What a weekend of action! Transition stages that looked on paper to be the usual dull sprint fest turned out to be some of the best racing seen in a while and that Ventoux ascent was just something else.
Let’s start with Friday’s flat and windy stage for what looked to be a stage that would usually have seen an escape go, the bunch tick over and then work a bit at the end for it to result in a sprint. It actually turned in to one of the most exciting stages of a tour in a while due to some strong winds that snapped the peloton apart.

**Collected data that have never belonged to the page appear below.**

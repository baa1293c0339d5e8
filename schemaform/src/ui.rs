//! UI schema: per-field presentation hints that run parallel to the schema.

use serde::{Deserialize, Serialize};
use serde_json::{Map, Value};

use crate::error::Result;

/// Widget names that turn an enum-item array into a multi-select.
const MULTI_SELECT_WIDGETS: &[&str] = &["checkboxes", "multiselect"];

/// Presentation hints for one field and, by property name, its children.
#[derive(Debug, Clone, Default, PartialEq, Serialize, Deserialize)]
pub struct UiSchema {
    #[serde(rename = "ui:widget", default, skip_serializing_if = "Option::is_none")]
    pub widget: Option<String>,
    /// Name of a registered custom field.
    #[serde(rename = "ui:field", default, skip_serializing_if = "Option::is_none")]
    pub field: Option<String>,
    #[serde(rename = "ui:options", default)]
    pub options: UiOptions,
    #[serde(rename = "ui:title", default, skip_serializing_if = "Option::is_none")]
    pub title: Option<String>,
    #[serde(rename = "ui:description", default, skip_serializing_if = "Option::is_none")]
    pub description: Option<String>,
    #[serde(rename = "ui:help", default, skip_serializing_if = "Option::is_none")]
    pub help: Option<String>,
    #[serde(rename = "ui:disabled", default)]
    pub disabled: bool,
    #[serde(rename = "ui:readonly", default)]
    pub readonly: bool,
    #[serde(rename = "ui:autofocus", default)]
    pub autofocus: bool,
    #[serde(rename = "classNames", default, skip_serializing_if = "Option::is_none")]
    pub class_names: Option<String>,
    #[serde(default, skip_serializing_if = "Option::is_none")]
    pub items: Option<UiItems>,
    #[serde(rename = "additionalItems", default, skip_serializing_if = "Option::is_none")]
    pub additional_items: Option<Box<UiSchema>>,
    /// Property UI schemas and any other keys, parsed on demand.
    #[serde(flatten)]
    pub rest: Map<String, Value>,
}

/// `items` of an array UI schema.
#[derive(Debug, Clone, PartialEq, Serialize, Deserialize)]
#[serde(untagged)]
pub enum UiItems {
    Tuple(Vec<UiSchema>),
    Single(Box<UiSchema>),
}

/// `ui:options`.
#[derive(Debug, Clone, Default, PartialEq, Serialize, Deserialize)]
pub struct UiOptions {
    #[serde(default, skip_serializing_if = "Option::is_none")]
    pub addable: Option<bool>,
    #[serde(default, skip_serializing_if = "Option::is_none")]
    pub orderable: Option<bool>,
    #[serde(default, skip_serializing_if = "Option::is_none")]
    pub removable: Option<bool>,
    #[serde(default, skip_serializing_if = "Option::is_none")]
    pub label: Option<bool>,
    /// Options handed to widgets untouched.
    #[serde(flatten)]
    pub extra: Map<String, Value>,
}

impl UiOptions {
    pub fn addable(&self) -> bool {
        self.addable.unwrap_or(true)
    }

    pub fn orderable(&self) -> bool {
        self.orderable.unwrap_or(true)
    }

    pub fn removable(&self) -> bool {
        self.removable.unwrap_or(true)
    }

    pub fn label(&self) -> bool {
        self.label.unwrap_or(true)
    }
}

impl UiSchema {
    pub fn from_value(value: &Value) -> Result<Self> {
        Ok(Self::deserialize(value)?)
    }

    /// UI schema of property `name`; malformed entries are ignored.
    pub fn property(&self, name: &str) -> UiSchema {
        match self.rest.get(name) {
            Some(value) => UiSchema::from_value(value).unwrap_or_else(|err| {
                warn!("ignoring malformed ui schema for `{name}`: {err}");
                UiSchema::default()
            }),
            None => UiSchema::default(),
        }
    }

    /// UI schema for element `index` of an array.
    ///
    /// With `fixed_len` set, positions at or past it use `additionalItems`.
    pub fn item(&self, index: usize, fixed_len: Option<usize>) -> UiSchema {
        if fixed_len.is_some_and(|n| index >= n) {
            return self.additional_items.as_deref().cloned().unwrap_or_default();
        }
        match &self.items {
            Some(UiItems::Tuple(items)) => items.get(index).cloned().unwrap_or_default(),
            Some(UiItems::Single(item)) => (**item).clone(),
            None => UiSchema::default(),
        }
    }

    pub fn is_hidden(&self) -> bool {
        self.widget.as_deref() == Some("hidden")
    }

    pub fn wants_files(&self) -> bool {
        self.widget.as_deref() == Some("files")
    }

    pub fn wants_multi_select(&self) -> bool {
        self.widget
            .as_deref()
            .is_some_and(|w| MULTI_SELECT_WIDGETS.contains(&w))
    }
}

It wasn’t just the wind that had an effect on the stage. Punctures and dropped chains resulted in two contenders, Valverde for the GC and Kittel, getting caught out at the wrong time with mechanical issues just as the hammer was being laid down on the front. For Valverde, a 30 second wheel change ended up with most of his team dropping back to drive him back in to the same group on the road as Froome. Unfortunately for Valverde, his team just couldn’t pull the bunch back.
Valverde wasn’t the only GC contender who managed to get caught out though. Froome and his Sky team missed a vital move by the ever strong Saxo-Bank team with 30km to go. Instigated by Michael Rogers who saw a chance to really make the other teams’ legs hurt, got his Saxo team to drive the pace and yet again split the already diminishing peloton once again. The echelon that formed was 14 riders strong and Froome was nowhere to be seen. This group of riders arrived at the finish 69 seconds ahead of Froome’s group. In the 14 was Cavendish, who took the win easily and Contador, who must have been over the moon with his team for working like dogs to open such a gap.
With many sore legs in the peloton and the following stage hitting Mt Ventoux it was bound to be a day for a break away. Italy took their first stage win at the Tour for three years with Cav’s team mate at Omega Pharma Quick Step, Matteo Trentin claiming victory. In an exciting last 30km when the riders in the break started to feel that it was time to make their move it looked like one of the outsiders was ready to take the stage. French rider Julien Simon, of the small French squad Sojasun, had attacked within the last 15km. He only felted in the last kilometre when several of the 18 escapees sucked him up. Trentin just took the stage by half a wheel over Albasini of Orica.
Sunday’s stage had the peloton tackle the longest stage of the tour, an epic 242.5km. With the killer Mt Ventoux waiting for them at the end. The usual escapees got away but the race was always going to be made on the climb. In a performance reminiscent of stage 8 where the finish was atop Ax 3 domaines, the Sky team took the race by the horns. The last man to push forward the attack and isolate the peloton was Ritchie Porte. He looked to be back on track after several bad stages where he looked to have been lagging and losing time. Clearly team orders prior to today were to not exert himself too much.
Once Ritchie had done his work all it took was for Froome to put in a short but blistering turn of speed before he was dropping the last man on his wheel, Contador. Contador just couldn’t hold the pace. This all happened with roughly 8km of the climb to go. Once Froome was away it didn’t take him long to catch Quintana, the final escapee of the day. Although Quintana held Froome’s wheel right up until the last 1.2km, Froome again showed his turn of speed and took off for the win. In the end Froome opened yet more time on his rivals, his closest now is Mollema of Belkin at 4min 14sec behind.
Things may be looking set in stone for team Sky and Froome, but all it takes is on bad day on the bike and we have a few good stages left for such a day to happen. There are 3 mountain stages and a time trial that could still shake things up.